_Directions_
Retype, word for word, each line between the lines holding "refused the operation." and "fn from(err: StoreError)", inclusive, and leave the rest of the data alone.

_Exercise data_

//! The storage seam the negotiation engine runs against.
//!
//! [`LedgerStore`] models a document store with per-record atomic writes:
//! every method is one atomic step, and nothing spans methods. The ledger
//! (`vendor_requests`) is authoritative; the project and inbox mirrors are
//! separate writes that callers keep in step.
//!
//! - [`postgres::PgLedgerStore`] -- production implementation over the repositories.
//! - [`memory::MemoryLedgerStore`] -- in-process implementation for tests.

use async_trait::async_trait;
use vendorlink_core::error::CoreError;
use vendorlink_core::progress::ProgressStep;
use vendorlink_core::types::DbId;
use vendorlink_core::vendor_role::VendorRole;

use crate::models::project::{Project, ProjectMirrorEntry, SentRequest};
use crate::models::user::{CreateUser, User};
use crate::models::vendor::{CreateVendor, Vendor, VendorReview};
use crate::models::vendor_request::{NewVendorRequest, RequestQuery, VendorRequest};

pub use crate::repositories::GuardedUpdate;

pub mod memory;
pub mod postgres;

/// PostgreSQL unique-violation SQLSTATE.
const UNIQUE_VIOLATION: &str = "23505";

#[derive(Debug, thiserror::Error)]
pub enum StoreError {
    /// A uniqueness constraint rejected the write.
    #[error("Duplicate value violates unique constraint: {0}")]
    Conflict(String),

    #[error("Database error: {0}")]
    Database(sqlx::Error),

    /// The store could not be reached or refused the operation.
    #[error("Store unavailable: {0}")]
    Unavailable(String),
}

impl From<sqlx::Error> for StoreError {
    fn from(err: sqlx::Error) -> Self {
        if let sqlx::Error::Database(db_err) = &err {
            if db_err.code().as_deref() == Some(UNIQUE_VIOLATION) {
                let constraint = db_err.constraint().unwrap_or("unknown").to_string();
                return StoreError::Conflict(constraint);
            }
        }
        StoreError::Database(err)
    }
}

impl From<StoreError> for CoreError {
    fn from(err: StoreError) -> Self {
        match err {
            StoreError::Conflict(constraint) => CoreError::Conflict(format!(
                "Duplicate value violates unique constraint: {constraint}"
            )),
            other => CoreError::Upstream(other.to_string()),
        }
    }
}

pub type StoreResult<T> = Result<T, StoreError>;

#[async_trait]
pub trait LedgerStore: Send + Sync {
    /// Reachability check used by the health endpoint.
    async fn ping(&self) -> StoreResult<()>;

    // -- Profiles ------------------------------------------------------------

    async fn create_user(&self, input: &CreateUser) -> StoreResult<User>;
    async fn find_user(&self, id: DbId) -> StoreResult<Option<User>>;
    async fn create_vendor(&self, input: &CreateVendor) -> StoreResult<Vendor>;
    async fn find_vendor(&self, id: DbId) -> StoreResult<Option<Vendor>>;
    /// Every vendor practising `role`, ordered by id.
    async fn list_vendors_by_role(&self, role: VendorRole) -> StoreResult<Vec<Vendor>>;
    /// Overwrite the aggregate rating. Returns `false` if the vendor is absent.
    async fn set_vendor_rating(&self, vendor_id: DbId, rating: f64) -> StoreResult<bool>;
    async fn vendor_reviews(&self, vendor_id: DbId) -> StoreResult<Vec<VendorReview>>;

    // -- Projects ------------------------------------------------------------

    /// Insert a project. A case-insensitive duplicate name for the same
    /// user fails with [`StoreError::Conflict`].
    async fn create_project(&self, user_id: DbId, name: &str) -> StoreResult<Project>;
    async fn find_project(&self, id: DbId) -> StoreResult<Option<Project>>;
    async fn find_project_by_name(&self, user_id: DbId, name: &str)
        -> StoreResult<Option<Project>>;
    async fn list_projects(&self, user_id: DbId) -> StoreResult<Vec<Project>>;

    // -- Ledger --------------------------------------------------------------

    async fn insert_request(&self, input: &NewVendorRequest) -> StoreResult<VendorRequest>;
    async fn find_request(&self, id: DbId) -> StoreResult<Option<VendorRequest>>;
    /// Requests matching `query`, ordered by id.
    async fn list_requests(&self, query: &RequestQuery) -> StoreResult<Vec<VendorRequest>>;
    /// Set vendorStatus = Accepted with the negotiated terms, unless a
    /// sibling in the same slot is already booked. Terms already recorded
    /// by an earlier acceptance are kept.
    async fn accept_as_vendor(
        &self,
        id: DbId,
        budget: Option<f64>,
        additional_details: Option<&str>,
    ) -> StoreResult<GuardedUpdate>;
    /// Set userStatus = Accepted, unless a sibling in the same slot is
    /// already booked.
    async fn accept_as_user(&self, id: DbId) -> StoreResult<GuardedUpdate>;
    /// Populate the checklist of a booked request whose checklist is empty.
    /// Returns `true` only for the call that populated it.
    async fn seed_progress(&self, id: DbId, steps: &[ProgressStep]) -> StoreResult<bool>;
    /// Set the `done` flag of one step of a booked request. Blocked when
    /// the request is not booked or has no step named exactly `step`.
    async fn set_progress_step(&self, id: DbId, step: &str, done: bool)
        -> StoreResult<GuardedUpdate>;
    /// Store a rating on a booked, not yet rated request.
    async fn record_review(&self, id: DbId, rating: i16, message: &str)
        -> StoreResult<GuardedUpdate>;
    /// Every rating carried by the vendor's requests.
    async fn vendor_ratings(&self, vendor_id: DbId) -> StoreResult<Vec<i16>>;
    /// Delete the ledger entry only. Returns `false` if it was already gone.
    async fn delete_request(&self, id: DbId) -> StoreResult<bool>;

    // -- Mirrors (set semantics) ---------------------------------------------

    async fn add_sent_request(
        &self,
        project_id: DbId,
        request_id: DbId,
        role: VendorRole,
    ) -> StoreResult<()>;
    async fn remove_sent_request(&self, project_id: DbId, request_id: DbId) -> StoreResult<()>;
    async fn sent_requests(&self, project_id: DbId) -> StoreResult<Vec<SentRequest>>;
    async fn all_sent_requests(&self) -> StoreResult<Vec<ProjectMirrorEntry>>;
    async fn add_inbox_entry(&self, vendor_id: DbId, request_id: DbId) -> StoreResult<()>;
    async fn remove_inbox_entry(&self, vendor_id: DbId, request_id: DbId) -> StoreResult<()>;
    async fn inbox(&self, vendor_id: DbId) -> StoreResult<Vec<DbId>>;
    /// Every inbox entry as `(vendor_id, request_id)`.
    async fn all_inbox_entries(&self) -> StoreResult<Vec<(DbId, DbId)>>;
    /// Remove `request_id` from every project mirror and inbox that lists
    /// it. Returns the number of entries removed.
    async fn remove_request_from_mirrors(&self, request_id: DbId) -> StoreResult<u64>;

    // -- Retraction outbox ---------------------------------------------------

    async fn record_retraction_intent(&self, request_id: DbId) -> StoreResult<()>;
    async fn complete_retraction_intent(&self, request_id: DbId) -> StoreResult<()>;
    async fn pending_retraction_intents(&self) -> StoreResult<Vec<DbId>>;
}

_Final answer_
    /// The store could not be reached or refused the operation.
    #[error("Store unavailable: {0}")]
    Unavailable(String),
}

impl From<sqlx::Error> for StoreError {
    fn from(err: sqlx::Error) -> Self {
        if let sqlx::Error::Database(db_err) = &err {
            if db_err.code().as_deref() == Some(UNIQUE_VIOLATION) {
                let constraint = db_err.constraint().unwrap_or("unknown").to_string();
                return StoreError::Conflict(constraint);
            }
        }
        StoreError::Database(err)
    }
}

impl From<StoreError> for CoreError {
    fn from(err: StoreError) -> Self {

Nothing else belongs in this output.